## YOUR OBJECTIVE
Locate every line in the records below that contains the word "between", and copy each one.

## RECORD SET
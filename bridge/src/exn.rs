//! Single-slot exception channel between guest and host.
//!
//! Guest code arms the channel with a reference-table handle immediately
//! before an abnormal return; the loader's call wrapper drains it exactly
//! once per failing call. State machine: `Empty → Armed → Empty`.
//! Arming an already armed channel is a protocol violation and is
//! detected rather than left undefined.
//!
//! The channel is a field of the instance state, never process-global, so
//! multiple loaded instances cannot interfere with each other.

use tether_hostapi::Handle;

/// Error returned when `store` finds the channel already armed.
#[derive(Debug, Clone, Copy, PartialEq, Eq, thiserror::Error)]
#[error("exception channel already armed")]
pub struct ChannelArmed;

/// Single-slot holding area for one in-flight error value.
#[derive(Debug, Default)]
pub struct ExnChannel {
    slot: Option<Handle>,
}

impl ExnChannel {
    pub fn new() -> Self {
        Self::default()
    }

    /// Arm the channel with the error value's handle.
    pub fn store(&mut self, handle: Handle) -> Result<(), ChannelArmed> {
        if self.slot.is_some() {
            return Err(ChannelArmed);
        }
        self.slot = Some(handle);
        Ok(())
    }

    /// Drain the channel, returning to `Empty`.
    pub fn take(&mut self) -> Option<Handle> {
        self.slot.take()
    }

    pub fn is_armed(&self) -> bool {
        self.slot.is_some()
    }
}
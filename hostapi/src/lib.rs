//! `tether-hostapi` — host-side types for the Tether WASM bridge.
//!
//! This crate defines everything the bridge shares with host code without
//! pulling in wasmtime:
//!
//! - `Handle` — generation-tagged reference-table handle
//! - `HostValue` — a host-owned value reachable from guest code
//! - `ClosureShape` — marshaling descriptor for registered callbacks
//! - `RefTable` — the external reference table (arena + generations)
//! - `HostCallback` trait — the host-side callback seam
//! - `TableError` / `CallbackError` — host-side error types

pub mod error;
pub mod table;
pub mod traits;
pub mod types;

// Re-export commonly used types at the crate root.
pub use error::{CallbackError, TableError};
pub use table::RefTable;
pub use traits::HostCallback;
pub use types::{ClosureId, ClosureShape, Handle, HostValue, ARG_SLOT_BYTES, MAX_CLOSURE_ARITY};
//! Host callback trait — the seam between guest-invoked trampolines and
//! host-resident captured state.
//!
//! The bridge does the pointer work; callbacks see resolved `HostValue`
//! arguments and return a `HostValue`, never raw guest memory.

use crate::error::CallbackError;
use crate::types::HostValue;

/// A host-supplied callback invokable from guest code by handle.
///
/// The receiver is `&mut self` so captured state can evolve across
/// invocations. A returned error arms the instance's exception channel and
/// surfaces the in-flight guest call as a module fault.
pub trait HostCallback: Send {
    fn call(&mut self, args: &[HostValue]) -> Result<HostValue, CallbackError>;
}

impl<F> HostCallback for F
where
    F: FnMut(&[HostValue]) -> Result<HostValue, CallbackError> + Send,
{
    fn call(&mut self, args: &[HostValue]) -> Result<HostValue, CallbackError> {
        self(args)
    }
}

==

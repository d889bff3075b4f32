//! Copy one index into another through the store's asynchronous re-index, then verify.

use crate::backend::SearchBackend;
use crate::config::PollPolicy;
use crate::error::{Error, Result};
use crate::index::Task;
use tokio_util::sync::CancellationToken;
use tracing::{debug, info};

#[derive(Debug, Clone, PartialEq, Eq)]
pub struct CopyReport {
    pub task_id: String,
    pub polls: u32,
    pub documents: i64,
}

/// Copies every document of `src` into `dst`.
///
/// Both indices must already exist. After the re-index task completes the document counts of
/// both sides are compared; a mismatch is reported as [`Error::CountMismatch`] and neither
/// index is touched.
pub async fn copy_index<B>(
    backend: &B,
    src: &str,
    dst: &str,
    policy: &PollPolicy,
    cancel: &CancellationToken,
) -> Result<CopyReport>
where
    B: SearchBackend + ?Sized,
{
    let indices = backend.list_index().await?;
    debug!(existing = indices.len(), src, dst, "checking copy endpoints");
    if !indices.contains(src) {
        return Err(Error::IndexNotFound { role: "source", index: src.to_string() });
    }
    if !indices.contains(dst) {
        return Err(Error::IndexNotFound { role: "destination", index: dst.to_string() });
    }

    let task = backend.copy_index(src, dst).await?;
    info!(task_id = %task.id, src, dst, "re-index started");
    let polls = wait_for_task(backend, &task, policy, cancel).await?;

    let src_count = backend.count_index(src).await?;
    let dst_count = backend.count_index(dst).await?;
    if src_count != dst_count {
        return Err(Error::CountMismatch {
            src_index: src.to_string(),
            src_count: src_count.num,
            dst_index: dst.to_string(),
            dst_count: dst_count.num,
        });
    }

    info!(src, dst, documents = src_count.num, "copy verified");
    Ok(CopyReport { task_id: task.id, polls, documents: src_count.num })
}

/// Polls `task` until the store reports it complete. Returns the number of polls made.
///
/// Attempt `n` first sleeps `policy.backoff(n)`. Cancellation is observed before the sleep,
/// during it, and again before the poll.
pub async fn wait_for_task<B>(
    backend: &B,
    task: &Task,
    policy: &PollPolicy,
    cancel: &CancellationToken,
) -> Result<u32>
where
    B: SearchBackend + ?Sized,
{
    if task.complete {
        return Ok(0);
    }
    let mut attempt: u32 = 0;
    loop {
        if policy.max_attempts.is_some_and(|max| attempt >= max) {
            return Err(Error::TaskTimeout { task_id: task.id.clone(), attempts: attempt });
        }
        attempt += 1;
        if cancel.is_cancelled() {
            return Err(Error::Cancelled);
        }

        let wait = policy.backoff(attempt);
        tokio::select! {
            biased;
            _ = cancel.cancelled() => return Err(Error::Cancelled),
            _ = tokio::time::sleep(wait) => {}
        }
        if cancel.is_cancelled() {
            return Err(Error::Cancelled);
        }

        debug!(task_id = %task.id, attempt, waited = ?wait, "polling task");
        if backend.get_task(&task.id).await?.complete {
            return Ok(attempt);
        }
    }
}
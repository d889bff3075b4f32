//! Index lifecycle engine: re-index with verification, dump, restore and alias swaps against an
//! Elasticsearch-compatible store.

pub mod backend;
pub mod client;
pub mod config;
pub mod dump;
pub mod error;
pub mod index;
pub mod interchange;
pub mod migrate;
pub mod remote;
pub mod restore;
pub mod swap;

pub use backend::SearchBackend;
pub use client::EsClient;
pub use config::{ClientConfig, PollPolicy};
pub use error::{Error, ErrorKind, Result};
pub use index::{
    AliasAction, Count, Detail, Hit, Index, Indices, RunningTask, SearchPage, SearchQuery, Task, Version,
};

## TASK OUTPUT
//! Single-slot exception channel between guest and host.
//! Host callback trait — the seam between guest-invoked trampolines and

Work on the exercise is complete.